_What is being asked_
Word for word, restate all of the entries.

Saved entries
* * *
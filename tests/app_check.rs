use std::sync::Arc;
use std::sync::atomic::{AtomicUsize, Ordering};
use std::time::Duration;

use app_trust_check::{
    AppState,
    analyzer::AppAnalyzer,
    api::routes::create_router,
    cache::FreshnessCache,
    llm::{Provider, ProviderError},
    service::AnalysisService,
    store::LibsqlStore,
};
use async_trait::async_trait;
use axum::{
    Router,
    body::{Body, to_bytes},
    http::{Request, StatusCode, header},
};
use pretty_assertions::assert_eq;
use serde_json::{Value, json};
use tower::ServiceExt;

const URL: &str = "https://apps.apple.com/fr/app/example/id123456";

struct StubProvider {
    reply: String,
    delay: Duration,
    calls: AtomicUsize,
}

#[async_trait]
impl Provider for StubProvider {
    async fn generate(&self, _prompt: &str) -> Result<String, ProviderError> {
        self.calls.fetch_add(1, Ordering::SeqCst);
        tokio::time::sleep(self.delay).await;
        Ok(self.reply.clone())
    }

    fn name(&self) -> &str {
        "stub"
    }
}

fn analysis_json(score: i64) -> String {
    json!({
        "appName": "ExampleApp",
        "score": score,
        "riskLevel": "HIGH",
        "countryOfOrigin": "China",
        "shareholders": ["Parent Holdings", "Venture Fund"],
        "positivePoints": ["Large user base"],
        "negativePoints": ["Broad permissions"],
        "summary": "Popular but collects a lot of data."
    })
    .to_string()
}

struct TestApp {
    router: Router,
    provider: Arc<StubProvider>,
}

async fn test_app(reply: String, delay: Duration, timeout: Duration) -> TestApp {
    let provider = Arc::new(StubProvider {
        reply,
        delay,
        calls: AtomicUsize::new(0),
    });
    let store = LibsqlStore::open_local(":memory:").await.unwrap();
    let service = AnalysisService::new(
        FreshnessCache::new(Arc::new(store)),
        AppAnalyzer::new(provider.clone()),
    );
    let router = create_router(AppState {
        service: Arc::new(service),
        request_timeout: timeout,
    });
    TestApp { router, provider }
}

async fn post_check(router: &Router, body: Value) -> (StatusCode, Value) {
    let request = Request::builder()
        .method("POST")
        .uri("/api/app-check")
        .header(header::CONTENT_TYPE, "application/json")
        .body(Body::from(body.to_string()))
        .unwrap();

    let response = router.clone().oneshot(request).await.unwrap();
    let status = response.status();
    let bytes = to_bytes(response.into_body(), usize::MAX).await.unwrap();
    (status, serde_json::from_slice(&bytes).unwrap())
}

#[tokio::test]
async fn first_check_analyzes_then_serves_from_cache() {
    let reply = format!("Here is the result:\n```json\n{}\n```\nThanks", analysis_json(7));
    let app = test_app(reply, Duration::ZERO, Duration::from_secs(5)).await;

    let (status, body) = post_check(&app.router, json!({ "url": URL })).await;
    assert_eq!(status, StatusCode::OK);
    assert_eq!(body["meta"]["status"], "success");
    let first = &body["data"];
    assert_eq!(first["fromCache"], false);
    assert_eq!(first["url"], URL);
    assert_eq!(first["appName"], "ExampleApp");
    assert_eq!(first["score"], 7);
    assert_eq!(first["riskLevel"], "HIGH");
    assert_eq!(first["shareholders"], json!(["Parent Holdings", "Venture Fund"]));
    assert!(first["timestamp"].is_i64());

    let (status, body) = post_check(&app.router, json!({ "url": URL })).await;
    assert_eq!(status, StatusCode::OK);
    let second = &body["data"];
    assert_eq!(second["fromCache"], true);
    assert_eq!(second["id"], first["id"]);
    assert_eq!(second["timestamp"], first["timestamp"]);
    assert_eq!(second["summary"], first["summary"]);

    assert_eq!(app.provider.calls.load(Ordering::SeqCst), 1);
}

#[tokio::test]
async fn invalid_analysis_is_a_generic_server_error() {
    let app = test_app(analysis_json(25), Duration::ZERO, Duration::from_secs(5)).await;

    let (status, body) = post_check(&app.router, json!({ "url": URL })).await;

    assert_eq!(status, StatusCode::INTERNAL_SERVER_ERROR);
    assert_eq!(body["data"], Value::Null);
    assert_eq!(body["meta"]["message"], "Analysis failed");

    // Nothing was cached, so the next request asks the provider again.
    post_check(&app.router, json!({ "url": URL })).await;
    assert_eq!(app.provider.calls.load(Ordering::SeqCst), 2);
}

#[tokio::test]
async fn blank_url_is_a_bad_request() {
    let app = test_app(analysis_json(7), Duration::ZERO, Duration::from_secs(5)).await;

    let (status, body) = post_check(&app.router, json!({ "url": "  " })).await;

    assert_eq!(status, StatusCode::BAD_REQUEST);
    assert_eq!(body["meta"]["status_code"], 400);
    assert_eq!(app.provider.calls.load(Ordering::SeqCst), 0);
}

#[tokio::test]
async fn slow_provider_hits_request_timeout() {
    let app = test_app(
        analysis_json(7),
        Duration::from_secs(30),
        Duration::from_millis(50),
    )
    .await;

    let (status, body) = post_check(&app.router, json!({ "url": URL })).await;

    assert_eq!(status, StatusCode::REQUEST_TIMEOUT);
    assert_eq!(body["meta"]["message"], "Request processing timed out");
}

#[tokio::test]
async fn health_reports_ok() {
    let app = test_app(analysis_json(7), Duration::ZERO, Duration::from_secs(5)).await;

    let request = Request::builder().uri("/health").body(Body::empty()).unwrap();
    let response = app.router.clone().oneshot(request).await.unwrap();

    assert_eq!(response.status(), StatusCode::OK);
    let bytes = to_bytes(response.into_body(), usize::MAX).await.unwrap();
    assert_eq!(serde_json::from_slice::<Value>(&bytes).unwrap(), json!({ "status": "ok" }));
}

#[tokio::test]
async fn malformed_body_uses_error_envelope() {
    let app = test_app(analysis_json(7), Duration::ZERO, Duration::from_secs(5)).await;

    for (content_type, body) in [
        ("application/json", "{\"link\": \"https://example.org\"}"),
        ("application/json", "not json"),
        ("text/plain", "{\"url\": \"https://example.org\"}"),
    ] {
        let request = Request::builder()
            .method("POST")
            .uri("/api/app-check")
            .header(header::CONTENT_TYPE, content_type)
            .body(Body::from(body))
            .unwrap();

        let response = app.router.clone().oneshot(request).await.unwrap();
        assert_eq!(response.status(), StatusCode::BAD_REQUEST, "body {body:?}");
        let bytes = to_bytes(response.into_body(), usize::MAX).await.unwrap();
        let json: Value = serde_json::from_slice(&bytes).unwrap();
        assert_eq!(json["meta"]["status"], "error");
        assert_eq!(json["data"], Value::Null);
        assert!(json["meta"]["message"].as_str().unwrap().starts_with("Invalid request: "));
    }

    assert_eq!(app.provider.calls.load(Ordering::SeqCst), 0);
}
* * *
_Reply_
filename tests/app_check.rs
use std::sync::Arc;
use std::sync::atomic::{AtomicUsize, Ordering};
use std::time::Duration;

use app_trust_check::{
    AppState,
    analyzer::AppAnalyzer,
    api::routes::create_router,
    cache::FreshnessCache,
    llm::{Provider, ProviderError},
    service::AnalysisService,
    store::LibsqlStore,
};
use async_trait::async_trait;
use axum::{
    Router,
    body::{Body, to_bytes},
    http::{Request, StatusCode, header},
};
use pretty_assertions::assert_eq;
use serde_json::{Value, json};
use tower::ServiceExt;

const URL: &str = "https://apps.apple.com/fr/app/example/id123456";

struct StubProvider {
    reply: String,
    delay: Duration,
    calls: AtomicUsize,
}

#[async_trait]
impl Provider for StubProvider {
    async fn generate(&self, _prompt: &str) -> Result<String, ProviderError> {
        self.calls.fetch_add(1, Ordering::SeqCst);
        tokio::time::sleep(self.delay).await;
        Ok(self.reply.clone())
    }

    fn name(&self) -> &str {
        "stub"
    }
}

fn analysis_json(score: i64) -> String {
    json!({
        "appName": "ExampleApp",
        "score": score,
        "riskLevel": "HIGH",
        "countryOfOrigin": "China",
        "shareholders": ["Parent Holdings", "Venture Fund"],
        "positivePoints": ["Large user base"],
        "negativePoints": ["Broad permissions"],
        "summary": "Popular but collects a lot of data."
    })
    .to_string()
}

struct TestApp {
    router: Router,
    provider: Arc<StubProvider>,
}

async fn test_app(reply: String, delay: Duration, timeout: Duration) -> TestApp {
    let provider = Arc::new(StubProvider {
        reply,
        delay,
        calls: AtomicUsize::new(0),
    });
    let store = LibsqlStore::open_local(":memory:").await.unwrap();
    let service = AnalysisService::new(
        FreshnessCache::new(Arc::new(store)),
        AppAnalyzer::new(provider.clone()),
    );
    let router = create_router(AppState {
        service: Arc::new(service),
        request_timeout: timeout,
    });
    TestApp { router, provider }
}

async fn post_check(router: &Router, body: Value) -> (StatusCode, Value) {
    let request = Request::builder()
        .method("POST")
        .uri("/api/app-check")
        .header(header::CONTENT_TYPE, "application/json")
        .body(Body::from(body.to_string()))
        .unwrap();

    let response = router.clone().oneshot(request).await.unwrap();
    let status = response.status();
    let bytes = to_bytes(response.into_body(), usize::MAX).await.unwrap();
    (status, serde_json::from_slice(&bytes).unwrap())
}

#[tokio::test]
async fn first_check_analyzes_then_serves_from_cache() {
    let reply = format!("Here is the result:\n```json\n{}\n```\nThanks", analysis_json(7));
    let app = test_app(reply, Duration::ZERO, Duration::from_secs(5)).await;

    let (status, body) = post_check(&app.router, json!({ "url": URL })).await;
    assert_eq!(status, StatusCode::OK);
    assert_eq!(body["meta"]["status"], "success");
    let first = &body["data"];
    assert_eq!(first["fromCache"], false);
    assert_eq!(first["url"], URL);
    assert_eq!(first["appName"], "ExampleApp");
    assert_eq!(first["score"], 7);
    assert_eq!(first["riskLevel"], "HIGH");
    assert_eq!(first["shareholders"], json!(["Parent Holdings", "Venture Fund"]));
    assert!(first["timestamp"].is_i64());

    let (status, body) = post_check(&app.router, json!({ "url": URL })).await;
    assert_eq!(status, StatusCode::OK);
    let second = &body["data"];
    assert_eq!(second["fromCache"], true);
    assert_eq!(second["id"], first["id"]);
    assert_eq!(second["timestamp"], first["timestamp"]);
    assert_eq!(second["summary"], first["summary"]);

    assert_eq!(app.provider.calls.load(Ordering::SeqCst), 1);
}

#[tokio::test]
async fn invalid_analysis_is_a_generic_server_error() {
    let app = test_app(analysis_json(25), Duration::ZERO, Duration::from_secs(5)).await;

    let (status, body) = post_check(&app.router, json!({ "url": URL })).await;

    assert_eq!(status, StatusCode::INTERNAL_SERVER_ERROR);
    assert_eq!(body["data"], Value::Null);
    assert_eq!(body["meta"]["message"], "Analysis failed");

    // Nothing was cached, so the next request asks the provider again.
    post_check(&app.router, json!({ "url": URL })).await;
    assert_eq!(app.provider.calls.load(Ordering::SeqCst), 2);
}

#[tokio::test]
async fn blank_url_is_a_bad_request() {
    let app = test_app(analysis_json(7), Duration::ZERO, Duration::from_secs(5)).await;

    let (status, body) = post_check(&app.router, json!({ "url": "  " })).await;

    assert_eq!(status, StatusCode::BAD_REQUEST);
    assert_eq!(body["meta"]["status_code"], 400);
    assert_eq!(app.provider.calls.load(Ordering::SeqCst), 0);
}

#[tokio::test]
async fn slow_provider_hits_request_timeout() {
    let app = test_app(
        analysis_json(7),
        Duration::from_secs(30),
        Duration::from_millis(50),
    )
    .await;

    let (status, body) = post_check(&app.router, json!({ "url": URL })).await;

    assert_eq!(status, StatusCode::REQUEST_TIMEOUT);
    assert_eq!(body["meta"]["message"], "Request processing timed out");
}

#[tokio::test]
async fn health_reports_ok() {
    let app = test_app(analysis_json(7), Duration::ZERO, Duration::from_secs(5)).await;

    let request = Request::builder().uri("/health").body(Body::empty()).unwrap();
    let response = app.router.clone().oneshot(request).await.unwrap();

    assert_eq!(response.status(), StatusCode::OK);
    let bytes = to_bytes(response.into_body(), usize::MAX).await.unwrap();
    assert_eq!(serde_json::from_slice::<Value>(&bytes).unwrap(), json!({ "status": "ok" }));
}

#[tokio::test]
async fn malformed_body_uses_error_envelope() {
    let app = test_app(analysis_json(7), Duration::ZERO, Duration::from_secs(5)).await;

    for (content_type, body) in [
        ("application/json", "{\"link\": \"https://example.org\"}"),
        ("application/json", "not json"),
        ("text/plain", "{\"url\": \"https://example.org\"}"),
    ] {
        let request = Request::builder()
            .method("POST")
            .uri("/api/app-check")
            .header(header::CONTENT_TYPE, content_type)
            .body(Body::from(body))
            .unwrap();

        let response = app.router.clone().oneshot(request).await.unwrap();
        assert_eq!(response.status(), StatusCode::BAD_REQUEST, "body {body:?}");
        let bytes = to_bytes(response.into_body(), usize::MAX).await.unwrap();
        let json: Value = serde_json::from_slice(&bytes).unwrap();
        assert_eq!(json["meta"]["status"], "error");
        assert_eq!(json["data"], Value::Null);
        assert!(json["meta"]["message"].as_str().unwrap().starts_with("Invalid request: "));
    }

    assert_eq!(app.provider.calls.load(Ordering::SeqCst), 0);
}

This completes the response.